╭─ Source records
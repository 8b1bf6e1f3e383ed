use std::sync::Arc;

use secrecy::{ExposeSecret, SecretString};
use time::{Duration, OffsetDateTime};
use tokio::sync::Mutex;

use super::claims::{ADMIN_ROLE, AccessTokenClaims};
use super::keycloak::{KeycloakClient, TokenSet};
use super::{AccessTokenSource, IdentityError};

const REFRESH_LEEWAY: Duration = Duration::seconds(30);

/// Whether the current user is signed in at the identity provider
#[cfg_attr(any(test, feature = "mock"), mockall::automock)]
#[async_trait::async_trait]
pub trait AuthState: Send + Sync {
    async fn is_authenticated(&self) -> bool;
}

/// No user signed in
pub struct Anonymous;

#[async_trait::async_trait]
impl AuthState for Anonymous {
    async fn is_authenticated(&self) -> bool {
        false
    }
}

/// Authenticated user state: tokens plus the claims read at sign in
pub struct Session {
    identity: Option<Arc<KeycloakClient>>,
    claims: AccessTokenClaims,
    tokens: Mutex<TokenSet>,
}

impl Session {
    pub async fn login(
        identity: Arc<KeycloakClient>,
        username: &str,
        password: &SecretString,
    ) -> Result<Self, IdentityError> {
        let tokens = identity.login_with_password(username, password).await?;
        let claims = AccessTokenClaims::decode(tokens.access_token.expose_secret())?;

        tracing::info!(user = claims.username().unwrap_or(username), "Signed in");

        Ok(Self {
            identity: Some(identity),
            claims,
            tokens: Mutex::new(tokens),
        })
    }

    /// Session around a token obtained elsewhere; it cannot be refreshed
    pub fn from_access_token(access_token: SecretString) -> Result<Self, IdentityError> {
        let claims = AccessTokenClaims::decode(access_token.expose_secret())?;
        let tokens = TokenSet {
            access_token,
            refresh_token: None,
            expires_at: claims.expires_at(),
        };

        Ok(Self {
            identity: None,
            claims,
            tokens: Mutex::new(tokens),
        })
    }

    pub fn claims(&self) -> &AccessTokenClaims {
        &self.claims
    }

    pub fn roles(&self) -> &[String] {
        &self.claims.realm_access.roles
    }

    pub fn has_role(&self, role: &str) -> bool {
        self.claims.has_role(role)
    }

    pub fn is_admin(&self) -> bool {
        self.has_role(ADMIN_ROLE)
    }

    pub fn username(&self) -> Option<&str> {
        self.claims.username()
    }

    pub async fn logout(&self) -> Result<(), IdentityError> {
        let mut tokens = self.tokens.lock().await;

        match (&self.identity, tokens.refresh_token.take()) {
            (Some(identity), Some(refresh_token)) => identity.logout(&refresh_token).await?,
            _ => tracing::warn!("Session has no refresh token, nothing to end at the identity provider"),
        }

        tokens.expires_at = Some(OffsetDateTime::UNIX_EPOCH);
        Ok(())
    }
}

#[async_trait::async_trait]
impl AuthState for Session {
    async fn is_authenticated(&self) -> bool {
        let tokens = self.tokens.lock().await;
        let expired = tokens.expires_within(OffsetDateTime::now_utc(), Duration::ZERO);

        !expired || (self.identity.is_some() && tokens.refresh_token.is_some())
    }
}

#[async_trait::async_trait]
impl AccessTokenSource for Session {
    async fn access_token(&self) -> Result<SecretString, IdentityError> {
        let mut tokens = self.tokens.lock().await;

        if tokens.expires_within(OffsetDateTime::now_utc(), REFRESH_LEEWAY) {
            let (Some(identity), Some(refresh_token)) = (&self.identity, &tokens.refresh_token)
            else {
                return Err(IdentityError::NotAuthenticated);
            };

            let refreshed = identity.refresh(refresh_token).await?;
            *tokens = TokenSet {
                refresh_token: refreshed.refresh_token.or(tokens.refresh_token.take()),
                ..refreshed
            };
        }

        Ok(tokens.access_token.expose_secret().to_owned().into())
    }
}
╰─
╭─ Source records
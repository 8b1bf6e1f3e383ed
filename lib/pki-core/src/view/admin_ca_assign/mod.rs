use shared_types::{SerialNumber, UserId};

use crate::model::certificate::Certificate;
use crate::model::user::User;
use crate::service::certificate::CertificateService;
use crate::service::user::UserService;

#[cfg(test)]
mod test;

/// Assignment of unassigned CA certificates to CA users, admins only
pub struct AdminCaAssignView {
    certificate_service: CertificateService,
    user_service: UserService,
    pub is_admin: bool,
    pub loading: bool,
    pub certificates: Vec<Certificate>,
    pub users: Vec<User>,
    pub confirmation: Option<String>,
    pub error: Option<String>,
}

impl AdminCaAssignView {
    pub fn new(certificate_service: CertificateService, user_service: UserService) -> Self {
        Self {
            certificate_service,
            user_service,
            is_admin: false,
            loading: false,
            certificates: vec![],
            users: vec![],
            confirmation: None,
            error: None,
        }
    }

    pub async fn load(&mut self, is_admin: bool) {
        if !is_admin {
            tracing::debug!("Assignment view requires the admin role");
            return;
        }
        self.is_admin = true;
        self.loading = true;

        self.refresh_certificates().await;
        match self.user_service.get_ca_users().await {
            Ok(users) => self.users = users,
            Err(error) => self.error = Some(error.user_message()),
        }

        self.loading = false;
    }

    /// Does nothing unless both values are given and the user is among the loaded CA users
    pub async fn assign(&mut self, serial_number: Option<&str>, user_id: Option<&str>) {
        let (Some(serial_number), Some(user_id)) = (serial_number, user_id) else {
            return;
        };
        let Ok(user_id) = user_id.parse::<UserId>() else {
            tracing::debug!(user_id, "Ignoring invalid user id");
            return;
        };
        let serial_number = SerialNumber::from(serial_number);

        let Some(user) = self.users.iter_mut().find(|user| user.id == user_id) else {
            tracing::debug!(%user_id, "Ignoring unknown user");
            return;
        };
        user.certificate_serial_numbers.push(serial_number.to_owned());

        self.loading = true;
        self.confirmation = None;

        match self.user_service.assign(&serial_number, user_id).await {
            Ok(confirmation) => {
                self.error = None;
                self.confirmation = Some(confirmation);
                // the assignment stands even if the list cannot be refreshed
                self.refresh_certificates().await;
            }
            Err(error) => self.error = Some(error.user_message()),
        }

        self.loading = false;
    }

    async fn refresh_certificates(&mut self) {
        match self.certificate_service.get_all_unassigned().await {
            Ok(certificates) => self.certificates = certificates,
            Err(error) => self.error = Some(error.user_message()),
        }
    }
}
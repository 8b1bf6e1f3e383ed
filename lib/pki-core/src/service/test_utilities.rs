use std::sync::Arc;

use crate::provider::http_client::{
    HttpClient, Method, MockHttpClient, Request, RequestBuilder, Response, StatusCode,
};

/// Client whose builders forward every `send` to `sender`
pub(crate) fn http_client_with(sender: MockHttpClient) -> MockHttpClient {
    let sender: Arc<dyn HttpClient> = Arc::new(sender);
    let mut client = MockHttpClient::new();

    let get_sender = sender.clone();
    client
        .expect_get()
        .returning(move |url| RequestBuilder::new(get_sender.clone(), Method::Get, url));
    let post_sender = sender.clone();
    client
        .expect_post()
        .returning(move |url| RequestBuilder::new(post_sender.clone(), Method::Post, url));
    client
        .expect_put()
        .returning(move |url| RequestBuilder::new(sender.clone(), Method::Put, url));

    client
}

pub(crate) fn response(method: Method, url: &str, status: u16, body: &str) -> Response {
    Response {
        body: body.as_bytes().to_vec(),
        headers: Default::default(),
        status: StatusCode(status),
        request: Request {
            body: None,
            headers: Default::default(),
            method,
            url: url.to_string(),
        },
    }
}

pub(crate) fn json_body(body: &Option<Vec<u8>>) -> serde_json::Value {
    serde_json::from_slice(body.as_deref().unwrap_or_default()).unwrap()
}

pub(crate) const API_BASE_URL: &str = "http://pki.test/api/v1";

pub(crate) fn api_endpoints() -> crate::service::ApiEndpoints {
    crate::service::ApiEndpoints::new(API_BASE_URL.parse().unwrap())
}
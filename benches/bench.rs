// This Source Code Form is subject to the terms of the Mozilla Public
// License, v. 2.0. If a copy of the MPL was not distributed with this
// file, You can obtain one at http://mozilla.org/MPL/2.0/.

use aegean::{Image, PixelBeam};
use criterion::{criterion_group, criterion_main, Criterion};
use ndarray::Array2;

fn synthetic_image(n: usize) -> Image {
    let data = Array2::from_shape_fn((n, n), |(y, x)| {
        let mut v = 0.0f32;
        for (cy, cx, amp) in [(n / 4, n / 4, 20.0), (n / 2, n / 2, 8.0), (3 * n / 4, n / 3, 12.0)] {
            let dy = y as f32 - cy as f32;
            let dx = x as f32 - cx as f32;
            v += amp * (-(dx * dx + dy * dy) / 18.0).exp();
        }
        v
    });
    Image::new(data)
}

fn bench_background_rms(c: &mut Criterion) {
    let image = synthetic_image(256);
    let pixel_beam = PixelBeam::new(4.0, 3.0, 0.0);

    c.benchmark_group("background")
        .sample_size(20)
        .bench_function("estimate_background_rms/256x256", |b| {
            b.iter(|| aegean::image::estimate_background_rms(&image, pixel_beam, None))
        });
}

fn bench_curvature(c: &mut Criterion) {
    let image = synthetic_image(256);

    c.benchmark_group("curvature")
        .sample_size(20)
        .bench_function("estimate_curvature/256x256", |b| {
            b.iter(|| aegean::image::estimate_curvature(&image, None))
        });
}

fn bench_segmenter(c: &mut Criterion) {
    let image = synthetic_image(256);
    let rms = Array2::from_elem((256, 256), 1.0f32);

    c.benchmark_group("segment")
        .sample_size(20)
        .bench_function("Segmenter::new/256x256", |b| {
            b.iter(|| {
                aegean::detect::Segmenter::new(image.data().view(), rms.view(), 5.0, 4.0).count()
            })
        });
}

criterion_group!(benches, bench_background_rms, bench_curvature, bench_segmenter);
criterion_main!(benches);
╰─
_Task prompt:_ Look for the string "Session" in the data above and return every line that has it.

_Task output:_
pub struct Session {
impl Session {
    /// Session around a token obtained elsewhere; it cannot be refreshed
            _ => tracing::warn!("Session has no refresh token, nothing to end at the identity provider"),
impl AuthState for Session {
impl AccessTokenSource for Session {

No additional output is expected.